ФИБИ. Не хочу я ему нравиться! Холден, послушай! Почему ты приехал до среды?

ХОЛДЕН. Что?

ФИБИ. Тебя опять... выгнали?

ХОЛДЕН. Я же тебе объяснил. Нас отпустили раньше...

ФИБИ. Нет, тебя выгнали! Выгнали! (Бьёт Холдена по коленке.) Выгнали! Ой, Холден! (Зажимает себе рот руками.)

ХОЛДЕН. Кто тебе сказал, что меня выгнали? Никто тебе не...

ФИБИ. Нет, выгнала! Выгнали! Папа тебя убьёт! (Вдруг ложится на кровать животом вниз и накрывает голову подушкой.)

ХОЛДЕН. Перестань! Никто меня не убьёт. Ну, перестань, Фиб... (Строго.) Сними эту дурацкую подушку!

ФИБИ (сквозь подушку). Папа тебя убьёт, убьёт...

ХОЛДЕН. Не выдумывай. Никто меня пальцем не... Во-первых, я уеду. Знаешь, что я сделаю? Достану себе работу на каком-нибудь ранчо, хоть на время. Я тебе буду писать оттуда. Ну, перестань! Сними эту чёртову подушку. Слышишь, Фиб? Ну, прошу тебя!

ФИБИ. Папа тебя убьёт.

ХОЛДЕН. Ну, Фиби, пожалуйста. Вылезай, слышишь? Нет, не хочет. С ней иногда и договориться невозможно. (Закуривает.)

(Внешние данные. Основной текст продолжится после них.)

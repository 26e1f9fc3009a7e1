//! Configuration management for Trivialist
//!
//! This module handles loading, parsing, and validation of configuration files.

use crate::constants::{
    API_URL_ENV, CATEGORY_PANEL_DEFAULT_WIDTH, CATEGORY_PANEL_MAX_WIDTH, CATEGORY_PANEL_MIN_WIDTH, CONFIG_GENERATED,
    DEFAULT_API_BASE_URL, DEFAULT_PAGE_SIZE, MAX_PAGE_SIZE, MAX_TIMEOUT_SECS,
};
use crate::icons::IconTheme;
use anyhow::{Context, Result};
use serde::{Deserialize, Serialize};
use std::path::{Path, PathBuf};

/// Main configuration structure
#[derive(Debug, Clone, Serialize, Deserialize, Default)]
#[serde(default)]
pub struct Config {
    pub api: ApiConfig,
    pub ui: UiConfig,
    pub logging: LoggingConfig,
}

/// How a free-text search reaches the backend
#[derive(Debug, Clone, Copy, PartialEq, Eq, Serialize, Deserialize, Default)]
#[serde(rename_all = "lowercase")]
pub enum SearchMode {
    /// `GET /questions?query=<term>`
    #[default]
    Query,
    /// `POST /questions/search` with `{"searchTerm": <term>}`
    Route,
}

/// Backend API configuration
#[derive(Debug, Clone, Serialize, Deserialize)]
#[serde(default)]
pub struct ApiConfig {
    /// Base URL every endpoint path is appended to
    pub base_url: String,
    pub search_mode: SearchMode,
    /// Request timeout in seconds (0 = wait forever)
    pub timeout_secs: u64,
    /// Keep and send cookies with every request
    pub with_credentials: bool,
    /// Page size the server uses for `GET /questions`
    pub page_size: usize,
}

/// UI configuration
#[derive(Debug, Clone, Serialize, Deserialize)]
#[serde(default)]
pub struct UiConfig {
    pub icon_theme: IconTheme,
    /// Category panel width in columns
    pub category_panel_width: u16,
}

/// Logging configuration
#[derive(Debug, Clone, Serialize, Deserialize, Default)]
#[serde(default)]
pub struct LoggingConfig {
    /// Write log records to a file in the data directory
    pub enabled: bool,
}

impl Default for ApiConfig {
    fn default() -> Self {
        Self {
            base_url: DEFAULT_API_BASE_URL.to_string(),
            search_mode: SearchMode::default(),
            timeout_secs: 0,
            with_credentials: true,
            page_size: DEFAULT_PAGE_SIZE,
        }
    }
}

impl Default for UiConfig {
    fn default() -> Self {
        Self {
            icon_theme: IconTheme::default(),
            category_panel_width: CATEGORY_PANEL_DEFAULT_WIDTH,
        }
    }
}

impl Config {
    /// Load configuration from file or return defaults, then apply environment overrides
    pub fn load() -> Result<Self> {
        let mut config = match Self::find_config_file() {
            Some(path) => Self::load_from_file(&path)?,
            None => Self::default(),
        };

        if let Ok(base_url) = std::env::var(API_URL_ENV) {
            config.api.base_url = base_url;
            config
                .validate()
                .with_context(|| format!("Invalid value in {}", API_URL_ENV))?;
        }

        Ok(config)
    }

    /// Load configuration from a specific file
    pub fn load_from_file<P: AsRef<Path>>(path: P) -> Result<Self> {
        let content = std::fs::read_to_string(&path)
            .with_context(|| format!("Failed to read config file: {}", path.as_ref().display()))?;

        let config: Config = toml::from_str(&content)
            .with_context(|| format!("Failed to parse config file: {}", path.as_ref().display()))?;

        config.validate()?;
        Ok(config)
    }

    /// Find configuration file in order of precedence
    fn find_config_file() -> Option<PathBuf> {
        // 1. Check current directory
        let current_dir_config = PathBuf::from("trivialist.toml");
        if current_dir_config.exists() {
            return Some(current_dir_config);
        }

        // 2. Check XDG config directory
        let xdg_config = Self::get_default_config_path().ok()?;
        xdg_config.exists().then_some(xdg_config)
    }

    /// Validate configuration values
    pub fn validate(&self) -> Result<()> {
        let url = reqwest::Url::parse(&self.api.base_url)
            .with_context(|| format!("Invalid api.base_url '{}'", self.api.base_url))?;
        if !matches!(url.scheme(), "http" | "https") {
            anyhow::bail!("api.base_url must use http or https, got '{}'", url.scheme());
        }

        if self.api.timeout_secs > MAX_TIMEOUT_SECS {
            anyhow::bail!("api.timeout_secs cannot exceed {}", MAX_TIMEOUT_SECS);
        }

        if self.api.page_size == 0 || self.api.page_size > MAX_PAGE_SIZE {
            anyhow::bail!("api.page_size must be between 1 and {}, got {}", MAX_PAGE_SIZE, self.api.page_size);
        }

        if self.ui.category_panel_width < CATEGORY_PANEL_MIN_WIDTH
            || self.ui.category_panel_width > CATEGORY_PANEL_MAX_WIDTH
        {
            anyhow::bail!(
                "category_panel_width must be between {} and {} columns, got {}",
                CATEGORY_PANEL_MIN_WIDTH,
                CATEGORY_PANEL_MAX_WIDTH,
                self.ui.category_panel_width
            );
        }

        Ok(())
    }

    /// Generate default configuration file
    pub fn generate_default_config<P: AsRef<Path>>(path: P) -> Result<()> {
        let full_content = Self::default().to_commented_toml()?;

        if let Some(parent) = path.as_ref().parent() {
            std::fs::create_dir_all(parent)
                .with_context(|| format!("Failed to create config directory: {}", parent.display()))?;
        }

        std::fs::write(&path, full_content)
            .with_context(|| format!("Failed to write config file: {}", path.as_ref().display()))?;

        println!("{}: {}", CONFIG_GENERATED, path.as_ref().display());
        Ok(())
    }

    /// Render this configuration as TOML with a comment on every key
    pub fn to_commented_toml(&self) -> Result<String> {
        let value = |v: toml::Value| v.to_string();
        let search_mode = toml::Value::try_from(self.api.search_mode).context("Failed to serialize search_mode")?;
        let icon_theme = toml::Value::try_from(self.ui.icon_theme).context("Failed to serialize icon_theme")?;

        let lines = [
            "# Trivialist Configuration File".to_string(),
            format!("# Generated on {}", chrono::Local::now().format("%Y-%m-%d")),
            String::new(),
            "[api]".to_string(),
            "# Base URL every endpoint path is appended to".to_string(),
            format!("base_url = {}", value(self.api.base_url.clone().into())),
            "# \"query\" sends GET /questions?query=, \"route\" sends POST /questions/search".to_string(),
            format!("search_mode = {}", value(search_mode)),
            format!("# Request timeout in seconds, 0 = no timeout (max {})", MAX_TIMEOUT_SECS),
            format!("timeout_secs = {}", self.api.timeout_secs),
            "# Keep and send cookies with every request".to_string(),
            format!("with_credentials = {}", self.api.with_credentials),
            format!("# Questions per page served by the catalog (1-{})", MAX_PAGE_SIZE),
            format!("page_size = {}", self.api.page_size),
            String::new(),
            "[ui]".to_string(),
            "# Emoji | Unicode | Ascii".to_string(),
            format!("icon_theme = {}", value(icon_theme)),
            format!(
                "# Category panel width in columns ({}-{})",
                CATEGORY_PANEL_MIN_WIDTH, CATEGORY_PANEL_MAX_WIDTH
            ),
            format!("category_panel_width = {}", self.ui.category_panel_width),
            String::new(),
            "[logging]".to_string(),
            "# Write log records to trivialist.log in the data directory".to_string(),
            format!("enabled = {}", self.logging.enabled),
        ];

        Ok(lines.join("\n") + "\n")
    }

    /// Get the XDG config directory path
    pub fn get_xdg_config_dir() -> Result<PathBuf> {
        dirs::config_dir()
            .ok_or_else(|| anyhow::anyhow!("Could not determine config directory"))
            .map(|dir| dir.join("trivialist"))
    }

    /// Get the default config file path
    pub fn get_default_config_path() -> Result<PathBuf> {
        Ok(Self::get_xdg_config_dir()?.join("config.toml"))
    }
}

ФИБИ. Папа тебя убьёт. (Холден молча курит. Фиби вылезает из-под подушки.) Ты даже верхом ездить не умеешь.

ХОЛДЕН. Как это не умею? Умею! Чего тут уметь? Не смей трогать пластырь! А кто тебя так обкарнал?

ФИБИ (грубо). Не твоё дело! (Пауза.) Ты опятъ провалился по всем предметам.

ХОЛДЕН. Нет, не по всем. По-английскому выдержал.

ФИБИ (чуть не плача). Ах, зачем, зачем ты опять!

ХОЛДЕН. О господи, Фиби, хоть ты меня не спрашивай! Зачем, зачем... Там всё напоказ. Всё притворство. Или подлость. Например, если сидишь треплешься с ребятами и вдруг кто-то стучит, хочет войти, – его ни за что не впустят, если он какой-нибудь придурковатый или прыщавый. И я из трусости вместе со всеми... Даже вспоминать противно. Господи, Фиби! Не могу тебе объяснять! Там была сплошная липа. Мне ничего не нравилось в Пэнси. Не могу объяснить!

Фиби что-то говорит в подушку.

Что? Повернись сюда. Я ничего не слышу.

ФИБИ. Тебе вообще ничего не нравится!

ХОЛДЕН. Нет, нравится. Не говори так. Зачем ты так говоришь?

ФИБИ. Потому что это правда. Не нравится – и всё!

ХОЛДЕН. Неправда! Какого чёрта ты про меня выдумываешь?

ФИБИ. Нет, не выдумываю! Назови хоть что-нибудь одно, что ты любишь!

ХОЛДЕН (растерянно). Что назвать? То, что я люблю? Пожалуйста! (Не знает что сказать.) Ты хочешь сказать – что я очень люблю? Хорошо.

Пауза.

ФИБИ. Что? Не можешь ничего назвать – ничего!

ХОЛДЕН. Нет, могу. Могу.

ФИБИ. Ну назови!

Появляется Алли.

ХОЛДЕН. Я люблю Алли. Мне вдруг показалось, что я проваливаюсь вниз, вниз, вниз и больше меня так и не увидят, и Фиби становится всё дальше и дальше от меня. Ох, как я перепугался, вы даже вообразить не можете. Я весь вспотел, весь насквозь. (Увидел Алли.) Алли, не дай мне пропасть! Алли, не дай мне пропасть! Алли, не дай мне пропасть! Алли, я прошу тебя, Алли!